Peut-être s'imaginent-elles qu'il est glorieux de commander à des hommes : vanité ridicule, qui convient bien et qui ne convient qu'aux courtisanes. Des femmes honnêtes et chastes ne mettront jamais leurs jouissances à tendre ainsi des piéges , d'autant plus que je trouve encore là une nouvelle ignominie, plus elles exercent d'empire sur les hommes, plus elles leur imposent de lourds fardeaux et plus elles s'ensevelissent avec eux dans une honte profonde. La femme que tous honorent, la femme vraiment considérée, n'est pas celle qui fait de l'homme un esclave, ruais celle qui le respecte. Au reste, si elles ne peuvent supporter nos paroles, la parole de Dieu est là pour les réduire au silence : C'est vers ton époux que tu dois porter ton cœur, et lui aura l'empire sur toi, car le chef de la femme, c'est l'homme. (Gen. III, 16; 1 Cor, II, 3.) Dans une foule de passages vous pouvez vérifier les prescriptions de la loi : tel est l'ordre établi dès l'origine aussi est-ce un désordre hideux que de voir en haut ce qui doit être en bas, la tête en bas et le corps en haut. Si un tel renversement est honteux dans l'état du mariage, il le deviendra bien davantage encore dans cette cohabitation, où la gravité du péché vient de ce que non-seulement la loi divine est violée, mais de ce que la flétrissure d'une mauvaise réputation est imprimée au front et de l'homme et de la femme. Habiter avec un homme, c'est une honte; le dominer est une honte plus grande encore. La gloire ne consiste pas à commander en tout et partout, il peut fort bien arriver que la gloire soit du côté de celui qui obéit, et la honte le partage de celui qui commande.

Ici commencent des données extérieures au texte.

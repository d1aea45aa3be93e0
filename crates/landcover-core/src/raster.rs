use serde::{Deserialize, Serialize};

use crate::geometry::Bounds;

/// Class code for pixels without a valid classification.
pub const NODATA_CLASS: u8 = 255;

/// A 2D grid of discrete class codes, row-major, row 0 at the northern edge.
/// Coordinate math uses f64; class codes are u8.
#[derive(Debug, Clone, PartialEq, Serialize, Deserialize)]
pub struct ClassRaster {
    /// Row-major class codes; [`NODATA_CLASS`] marks missing pixels.
    pub data: Vec<u8>,
    pub width: usize,
    pub height: usize,
    pub bounds: Bounds,
}

impl ClassRaster {
    /// Create a new ClassRaster filled with the given class.
    pub fn new(width: usize, height: usize, bounds: Bounds, fill: u8) -> Self {
        Self {
            data: vec![fill; width * height],
            width,
            height,
            bounds,
        }
    }

    /// Create a raster with no valid pixels.
    pub fn nodata(width: usize, height: usize, bounds: Bounds) -> Self {
        Self::new(width, height, bounds, NODATA_CLASS)
    }

    #[inline]
    pub fn get(&self, row: usize, col: usize) -> u8 {
        self.data[row * self.width + col]
    }

    #[inline]
    pub fn set(&mut self, row: usize, col: usize, class: u8) {
        self.data[row * self.width + col] = class;
    }

    /// Nearest-neighbour sample at (lon, lat).
    /// Returns None outside the raster bounds, on a nodata pixel, or past the
    /// end of a truncated buffer.
    pub fn sample_nearest(&self, lon: f64, lat: f64) -> Option<u8> {
        if self.width == 0 || self.height == 0 || !self.bounds.contains(lon, lat) {
            return None;
        }
        let fx = (lon - self.bounds.min_lon) / (self.bounds.max_lon - self.bounds.min_lon) * self.width as f64;
        let fy = (self.bounds.max_lat - lat) / (self.bounds.max_lat - self.bounds.min_lat) * self.height as f64;
        let col = (fx.floor() as usize).min(self.width - 1);
        let row = (fy.floor() as usize).min(self.height - 1);
        match self.data.get(row * self.width + col) {
            None | Some(&NODATA_CLASS) => None,
            Some(&class) => Some(class),
        }
    }

    /// Number of pixels holding `class`.
    pub fn count(&self, class: u8) -> usize {
        self.data.iter().filter(|&&c| c == class).count()
    }

    pub fn is_consistent(&self) -> bool {
        self.data.len() == self.width * self.height
            && self.bounds.max_lon > self.bounds.min_lon
            && self.bounds.max_lat > self.bounds.min_lat
    }
}

/// Source rasters returned by the archive for one window and region.
/// Empty when no imagery intersects.
#[derive(Debug, Clone, Default, PartialEq)]
pub struct RasterSet {
    pub rasters: Vec<ClassRaster>,
}

impl RasterSet {
    pub fn new(rasters: Vec<ClassRaster>) -> Self {
        Self { rasters }
    }

    pub fn empty() -> Self {
        Self::default()
    }

    pub fn len(&self) -> usize {
        self.rasters.len()
    }

    pub fn is_empty(&self) -> bool {
        self.rasters.is_empty()
    }

    pub fn iter(&self) -> impl Iterator<Item = &ClassRaster> {
        self.rasters.iter()
    }

    /// Drop rasters whose buffer or bounds do not match their dimensions.
    /// Returns how many were dropped.
    pub fn retain_consistent(&mut self) -> usize {
        let before = self.rasters.len();
        self.rasters.retain(ClassRaster::is_consistent);
        before - self.rasters.len()
    }
}

#[cfg(test)]
mod tests {
    use super::*;

    fn unit_raster() -> ClassRaster {
        let mut r = ClassRaster::new(4, 4, Bounds::new(0.0, 4.0, 0.0, 4.0), 3);
        r.set(0, 0, 7);
        r.set(3, 3, NODATA_CLASS);
        r
    }

    #[test]
    fn sample_maps_north_west_corner_to_first_pixel() {
        let r = unit_raster();
        assert_eq!(r.sample_nearest(0.5, 3.5), Some(7));
        assert_eq!(r.sample_nearest(2.5, 2.5), Some(3));
    }

    #[test]
    fn sample_on_far_edge_stays_in_range() {
        let r = unit_raster();
        assert_eq!(r.sample_nearest(0.0, 4.0), Some(7));
        assert_eq!(r.sample_nearest(3.9, 4.0), Some(3));
    }

    #[test]
    fn sample_nodata_and_out_of_bounds_return_none() {
        let r = unit_raster();
        assert_eq!(r.sample_nearest(3.5, 0.5), None);
        assert_eq!(r.sample_nearest(-1.0, 2.0), None);
        assert_eq!(r.sample_nearest(2.0, 4.5), None);
    }

    #[test]
    fn count_and_consistency() {
        let r = unit_raster();
        assert_eq!(r.count(3), 14);
        assert!(r.is_consistent());
        let broken = ClassRaster { data: vec![1; 3], ..r };
        assert!(!broken.is_consistent());
    }

    #[test]
    fn truncated_buffer_samples_as_nodata() {
        let mut r = unit_raster();
        r.data.truncate(3);
        assert_eq!(r.sample_nearest(0.5, 3.5), Some(7));
        assert_eq!(r.sample_nearest(2.5, 2.5), None);
    }

    #[test]
    fn retain_consistent_drops_broken_rasters() {
        let good = unit_raster();
        let mut short = unit_raster();
        short.data.truncate(3);
        let mut set = RasterSet::new(vec![short, good.clone()]);
        assert_eq!(set.retain_consistent(), 1);
        assert_eq!(set.rasters, vec![good]);
    }
}
//! Runs one land-cover area series over a region and prints the chart series.

use std::path::PathBuf;

use anyhow::{Context, Result};
use clap::{Parser, ValueEnum};
use landcover_core::{
    Category, CoverageSeriesBuilder, InMemoryArchive, LandCoverCatalog, PipelineConfig, Region, SeriesRequest,
    TimeSeries,
};
use tokio_util::sync::CancellationToken;
use tracing::{info, warn};
use tracing_subscriber::EnvFilter;

#[derive(Debug, Clone, Copy, ValueEnum)]
enum Format {
    Csv,
    Json,
}

#[derive(Parser, Debug)]
#[command(name = "landcover", about = "Land-cover class area time series over a region")]
struct Args {
    /// TOML pipeline config. Built-in defaults when omitted.
    #[arg(short, long)]
    config: Option<PathBuf>,

    /// Region as JSON, e.g. {"type":"point","lon":10.0,"lat":45.0}.
    #[arg(short, long, required_unless_present = "list_categories")]
    region: Option<PathBuf>,

    /// Directory of classified scene JSON files.
    #[arg(short, long, required_unless_present_any = ["list_categories", "plan"])]
    scenes: Option<PathBuf>,

    /// Catalog label or class index.
    #[arg(short = 'k', long, default_value = "Water")]
    category: Category,

    #[arg(short, long, value_enum, default_value = "csv")]
    format: Format,

    /// Print the run plan and exit without querying.
    #[arg(long)]
    plan: bool,

    /// Print the class catalog and exit.
    #[arg(long)]
    list_categories: bool,
}

fn print_csv(series: &TimeSeries) {
    println!("window,time_start_ms,area_{},gap_filled", series.unit.key());
    for point in series.chart_points() {
        println!("{},{},{},{}", point.label, point.time_start.timestamp_millis(), point.area, point.gap_filled);
    }
}

#[tokio::main]
async fn main() -> Result<()> {
    tracing_subscriber::fmt()
        .with_env_filter(EnvFilter::try_from_default_env().unwrap_or_else(|_| EnvFilter::new("info")))
        .with_writer(std::io::stderr)
        .init();

    let args = Args::parse();

    if args.list_categories {
        for (idx, label) in LandCoverCatalog::default().labels().enumerate() {
            println!("{idx}\t{label}");
        }
        return Ok(());
    }

    let config = match &args.config {
        Some(path) => PipelineConfig::load(path).with_context(|| format!("loading config {}", path.display()))?,
        None => PipelineConfig::default(),
    };
    let region_path = args.region.context("--region is required")?;
    let region = Region::from_json_file(&region_path)?;
    let request = SeriesRequest::from_config(region, args.category, &config);
    let builder = CoverageSeriesBuilder::new(config);

    let plan = builder.plan(&request).context("planning series")?;
    if args.plan {
        println!("{plan}");
        return Ok(());
    }

    let scenes = args.scenes.context("--scenes is required")?;
    let archive =
        InMemoryArchive::load_dir(&scenes).with_context(|| format!("loading scenes from {}", scenes.display()))?;
    info!(scenes = archive.len(), "archive loaded");

    let cancel = CancellationToken::new();
    let on_interrupt = cancel.clone();
    tokio::spawn(async move {
        if tokio::signal::ctrl_c().await.is_ok() {
            warn!("interrupted, cancelling run");
            on_interrupt.cancel();
        }
    });

    let series = plan.materialize(&archive, &cancel).await.context("running series")?;
    match args.format {
        Format::Csv => print_csv(&series),
        Format::Json => println!("{}", serde_json::to_string_pretty(&series.chart_points())?),
    }
    Ok(())
}
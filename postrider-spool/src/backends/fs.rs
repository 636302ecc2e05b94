use std::path::{Path, PathBuf};

use async_trait::async_trait;
use tokio::io::AsyncWriteExt;
use tracing::warn;

use crate::{
    MessageId, MessageRecord, SpoolError,
    backends::BackingStore,
    error::{SerializationError, ValidationError},
};

/// Filesystem backing store implementation
///
/// Each record is one bincode-encoded file named `<ulid>.bin` inside the spool
/// directory. Writes go to a temporary file which is fsynced and then renamed
/// into place, so a crash mid-write leaves either the old record or the new
/// one, never a torn file.
#[derive(Debug, Clone)]
pub struct FileBackingStore {
    path: PathBuf,
}

impl FileBackingStore {
    /// Open (creating if necessary) a spool directory.
    ///
    /// # Errors
    ///
    /// Returns a [`ValidationError`] if the path exists but is not a
    /// directory, or the directory cannot be created or written to.
    pub async fn open(path: impl Into<PathBuf>) -> crate::Result<Self> {
        let path = path.into();

        tokio::fs::create_dir_all(&path).await.map_err(|err| {
            ValidationError::PathNotFound(format!("{}: {err}", path.display()))
        })?;

        let meta = tokio::fs::metadata(&path).await?;
        if !meta.is_dir() {
            return Err(ValidationError::NotDirectory(path.display().to_string()).into());
        }

        // Probe writability up front rather than failing on the first enqueue
        let probe = path.join(".probe");
        tokio::fs::write(&probe, b"")
            .await
            .map_err(|err| ValidationError::NotWritable(format!("{}: {err}", path.display())))?;
        tokio::fs::remove_file(&probe).await?;

        Ok(Self { path })
    }

    #[must_use]
    pub fn path(&self) -> &Path {
        &self.path
    }

    fn record_path(&self, id: MessageId) -> PathBuf {
        self.path.join(id.filename())
    }

    async fn read_record(&self, path: &Path) -> crate::Result<MessageRecord> {
        let bytes = tokio::fs::read(path).await?;
        let (record, _) =
            bincode::serde::decode_from_slice(&bytes, bincode::config::standard())
                .map_err(SerializationError::Decode)?;
        Ok(record)
    }
}

#[async_trait]
impl BackingStore for FileBackingStore {
    async fn store(&self, record: &MessageRecord) -> crate::Result<()> {
        let bytes = bincode::serde::encode_to_vec(record, bincode::config::standard())
            .map_err(SerializationError::Encode)?;

        let target = self.record_path(record.id);
        let temp = self.path.join(format!(".{}.tmp", record.id));

        let mut file = tokio::fs::File::create(&temp).await?;
        file.write_all(&bytes).await?;
        file.sync_all().await?;
        drop(file);

        tokio::fs::rename(&temp, &target).await?;

        Ok(())
    }

    async fn load(&self, id: MessageId) -> crate::Result<MessageRecord> {
        let path = self.record_path(id);
        if !tokio::fs::try_exists(&path).await? {
            return Err(SpoolError::UnknownId(id));
        }

        self.read_record(&path).await
    }

    async fn load_all(&self) -> crate::Result<Vec<MessageRecord>> {
        let mut records = Vec::new();
        let mut entries = tokio::fs::read_dir(&self.path).await?;

        while let Some(entry) = entries.next_entry().await? {
            let name = entry.file_name();
            let Some(name) = name.to_str() else {
                continue;
            };

            // Temp files, probes, and anything else that is not a record
            if MessageId::from_filename(name).is_none() {
                continue;
            }

            match self.read_record(&entry.path()).await {
                Ok(record) => records.push(record),
                Err(err) => {
                    // A corrupt record should not take the whole queue down
                    warn!("Skipping unreadable spool file {name}: {err}");
                }
            }
        }

        Ok(records)
    }

    async fn remove(&self, id: MessageId) -> crate::Result<()> {
        match tokio::fs::remove_file(self.record_path(id)).await {
            Ok(()) => Ok(()),
            Err(err) if err.kind() == std::io::ErrorKind::NotFound => {
                Err(SpoolError::UnknownId(id))
            }
            Err(err) => Err(err.into()),
        }
    }
}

Si donc vous voulez jouir d'une véritable gloire auprès des hommes, qu'il n'y ait rien de commun entre eux et vous; arrière toute fréquentation, tout regard, toute cohabitation alors et les femmes et les hommes vous admireront et respecteront en vous une vierge assise près de l'Epoux, comme une compagne inséparable : alors non-seulement les chrétiens nos frères, mais même les païens et les juifs, et tous les hommes approuveront votre conduite. Aimez-vous la gloire? suivez cette route, rien que cette route : alors on dira que vous appartenez non à tel ou tel, mais au Christ; est-il pour vous un honneur comparable à celui-là? Dites-le-moi , quelles louanges plus dignes d'envie que celles qui retentissent sur le forum, dans les maisons, ici et même dans les autres villes : « Telle jeune personne dans la fleur de l'âge et dans tout l'éclat de la beauté n'avait qu'à vouloir, et de brillants partis assuraient son sort; elle n'a pas voulu elle a mieux aimé tout endurer, tout souffrir que de renoncer à l'amour du Christ et de voir se ternir la fleur de sa virginité. Ah! qu'elle est heureuse, oui mille et mille fois heureuse ! Quels biens sont mis en réserve pour elle, que sa couronne sera brillante, quelle grande récompense elle recevra, elle qui le dispute pour la pureté avec les purs esprits! » Voilà ce que l'on dira et davantage encore, et les mères la proposeront pour modèle à leurs filles. Quand on voudra encourager celles qui vivent dans la chasteté et ramener dans le sentier de la vertu celles qui s'en écartent, on répétera ces éloges, on les répétera toutes les fois qu'on parlera de la virginité, et elle sera louée par ceux qui vivent dans la chasteté comme par ceux qui ont fait tous leurs efforts pour obtenir sa main et qui ont été dédaignés et refusés.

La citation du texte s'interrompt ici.